Several years ago I read the award-winning book A Wreath for Emmett Till by Marilyn Nelson. Unbelievably it was the first book I'd ever read about the young boy whose murder triggered the Civil Rights era. Not only was it the first book I'd ever read about the boy and the aftermath of his death, it was the first time I'd ever even heard about him. It shocked me at the time and saddened me that I had such a poor education up to that point.
When I was in high school, when everyone should learning about world and US history (or whatever country's history), I was being treated to an experimental form of education where we sat around and talked about topics the teacher deemed important. Hey, it was the 1970s and a lot of counter-culture stuff was happening, so why not. Honestly it was a terrible idea. I missed so much. For example, in one of my college classes the professor brought in a speaker who talked about 'the Holocaust' and I didn't know what he meant. I was too embarrassed to ask. I did know a little about concentration camps but had never heard the term 'Holocaust' before. See what I mean about my limited education? Anyway, I tell you that story as an explanation of why I probably missed learning about Emmett Till.
Now in the 2020s, with book banning a big threat to a well-rounded education AGAIN, I am doing my best to rectify my poor education and help educate those of you who don't have a chance to hear about important events from our past by reading and blog-reviewing books on a host of topics.

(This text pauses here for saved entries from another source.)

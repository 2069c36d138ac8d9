//! HTTP client initialization.

use std::sync::Arc;
use std::time::Duration;

use reqwest::ClientBuilder;

use crate::config::Config;
use crate::error_handling::InitializationError;

/// Initializes the HTTP client used for backend calls.
///
/// Creates a `reqwest::Client` configured with:
/// - User-Agent header from config
/// - A request timeout, only when `timeout_seconds` is set
/// - Rustls TLS backend (no native TLS)
///
/// Without a configured timeout a hung backend keeps the session in its
/// loading state until the connection resolves.
///
/// # Errors
///
/// Returns `InitializationError::HttpClientError` if client creation fails.
pub fn init_client(config: &Config) -> Result<Arc<reqwest::Client>, InitializationError> {
    let mut builder = ClientBuilder::new().user_agent(config.user_agent.clone());
    if let Some(seconds) = config.timeout_seconds {
        builder = builder.timeout(Duration::from_secs(seconds));
    }
    Ok(Arc::new(builder.build()?))
}
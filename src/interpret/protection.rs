//! Risk score to protection gauge mapping.

use log::debug;
use serde::Serialize;
use strum_macros::EnumIter;

use crate::config::{NEEDLE_MIN_DEGREES, NEEDLE_SWEEP_DEGREES};

const RED: &str = "#ef4444";
const AMBER: &str = "#f59e0b";
const GREEN: &str = "#10b981";

/// Discrete safety category derived from the protection percentage.
#[derive(Debug, Clone, Copy, PartialEq, Eq, Hash, Serialize, EnumIter)]
#[serde(rename_all = "SCREAMING_SNAKE_CASE")]
pub enum RiskCategory {
    /// protection < 50
    HighRisk,
    /// 50 <= protection < 80
    ModerateRisk,
    /// 80 <= protection < 90
    LowRisk,
    /// protection >= 90
    HighSafety,
}

impl RiskCategory {
    /// Picks the category for a protection percentage.
    ///
    /// Thresholds are lower-inclusive and evaluated from the riskiest band up.
    pub fn from_protection(protection: f64) -> Self {
        if protection < 50.0 {
            RiskCategory::HighRisk
        } else if protection < 80.0 {
            RiskCategory::ModerateRisk
        } else if protection < 90.0 {
            RiskCategory::LowRisk
        } else {
            RiskCategory::HighSafety
        }
    }

    /// Upper-case display label.
    pub fn label(&self) -> &'static str {
        match self {
            RiskCategory::HighRisk => "HIGH RISK",
            RiskCategory::ModerateRisk => "MODERATE RISK",
            RiskCategory::LowRisk => "LOW RISK",
            RiskCategory::HighSafety => "HIGH SAFETY",
        }
    }

    /// Display color as a `#rrggbb` hex string.
    pub fn color(&self) -> &'static str {
        match self {
            RiskCategory::HighRisk => RED,
            RiskCategory::ModerateRisk => AMBER,
            RiskCategory::LowRisk | RiskCategory::HighSafety => GREEN,
        }
    }
}

impl std::fmt::Display for RiskCategory {
    fn fmt(&self, f: &mut std::fmt::Formatter<'_>) -> std::fmt::Result {
        f.write_str(self.label())
    }
}

/// Everything the gauge needs to draw one verdict.
#[derive(Debug, Clone, Copy, PartialEq, Serialize)]
pub struct ProtectionReading {
    /// Complement of the risk score, always within [0, 100].
    pub protection: f64,
    /// Category for `protection`.
    pub category: RiskCategory,
    /// Color for `category`.
    pub color: &'static str,
    /// Needle rotation: -90 at 0% protection, +90 at 100%.
    pub needle_angle_degrees: f64,
}

/// Maps a backend risk score onto the protection gauge.
///
/// The backend's range is not trusted: protection is clamped to [0, 100], so
/// the needle never leaves [-90, 90]. A non-finite score reads as no
/// protection at all.
pub fn derive_protection(risk_score: f64) -> ProtectionReading {
    let protection = if risk_score.is_finite() {
        let raw = 100.0 - risk_score;
        let clamped = raw.clamp(0.0, 100.0);
        if clamped != raw {
            debug!("Risk score {risk_score} outside 0-100; protection clamped to {clamped}");
        }
        clamped
    } else {
        debug!("Non-finite risk score {risk_score}; treating as no protection");
        0.0
    };

    let category = RiskCategory::from_protection(protection);
    ProtectionReading {
        protection,
        category,
        color: category.color(),
        needle_angle_degrees: NEEDLE_MIN_DEGREES + (protection / 100.0) * NEEDLE_SWEEP_DEGREES,
    }
}
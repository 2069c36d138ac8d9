// Shared test helpers for backend fixtures.
//
// This module provides common utilities used across multiple test files to reduce duplication.

use serde_json::{json, Value};
use site_guard::{AnalysisResult, StaticAnalysis};
use wiremock::matchers::{body_json, method, path};
use wiremock::{Mock, MockServer, ResponseTemplate};

/// Backend JSON for an old, HTTPS, keyword-free `.com` site.
#[allow(dead_code)] // Used by other test files
pub fn safe_site_json() -> Value {
    json!({
        "static_risk_score": 5,
        "static_reasons": [
            "Website uses HTTPS encryption",
            "Domain is established (9000 days old)",
            "No suspicious keywords found in URL",
            "Domain uses a standard TLD"
        ],
        "static_analysis": {
            "domain": "example.com",
            "tld": ".com",
            "has_https": true,
            "domain_age_days": 9000,
            "suspicious_keywords": [],
            "suspicious_tld": false
        }
    })
}

/// Backend JSON for a fresh phishing-looking `.xyz` site without HTTPS.
#[allow(dead_code)]
pub fn phishing_site_json() -> Value {
    json!({
        "static_risk_score": 100,
        "static_reasons": ["Domain uses a suspicious top-level domain (TLD)"],
        "static_analysis": {
            "domain": "secure-login-verify.xyz",
            "tld": ".xyz",
            "has_https": false,
            "domain_age_days": 2,
            "suspicious_keywords": ["login", "verify", "secure"],
            "suspicious_tld": true
        }
    })
}

/// Typed counterpart of [`safe_site_json`].
#[allow(dead_code)]
pub fn safe_site_result() -> AnalysisResult {
    AnalysisResult {
        static_risk_score: 5.0,
        static_reasons: vec![],
        static_analysis: StaticAnalysis {
            domain: Some("example.com".to_string()),
            domain_age_days: Some(9000),
            has_https: true,
            suspicious_keywords: vec![],
            suspicious_tld: false,
            tld: ".com".to_string(),
        },
    }
}

/// Mounts an analysis response for one normalized URL.
#[allow(dead_code)]
pub async fn mount_analysis(server: &MockServer, url: &str, response: ResponseTemplate) {
    Mock::given(method("POST"))
        .and(path("/analyze/static"))
        .and(body_json(json!({ "url": url })))
        .respond_with(response)
        .mount(server)
        .await;
}

/// Returns a loopback URL on which nothing is listening.
#[allow(dead_code)]
pub fn unreachable_backend_url() -> String {
    let listener = std::net::TcpListener::bind("127.0.0.1:0").expect("Failed to bind");
    let port = listener.local_addr().expect("Failed to get address").port();
    drop(listener);
    format!("http://127.0.0.1:{port}")
}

Choosing Brave: How Mamie Till-Mobley and Emmett Till Sparked the Civil Rights Movement by Angela Joy, illustrated by Janelle Washington is an excellent place to start that reeducation. In this book, designed for middle grade children, we meet Mamie Till-Mobley, Emmett's mother. "Her story is a testament to the power of love and one woman's unwavering pursuit of justice. Mamie's fearlessly refused to let America to turn away from what happened to her only son [after being brutally murdered while visiting the South in 1955]. She turned pain into a legacy that ensured her son's life mattered."
After Emmett's father left the family when the boy was young, Mamie raised her son with the help of her own mother. Emmett contracted polio as a child, and Mamie helped him overcome his stutter, a visible reminder of the disease, by teaching him a work-around -- to whistle before speaking. (See page below.)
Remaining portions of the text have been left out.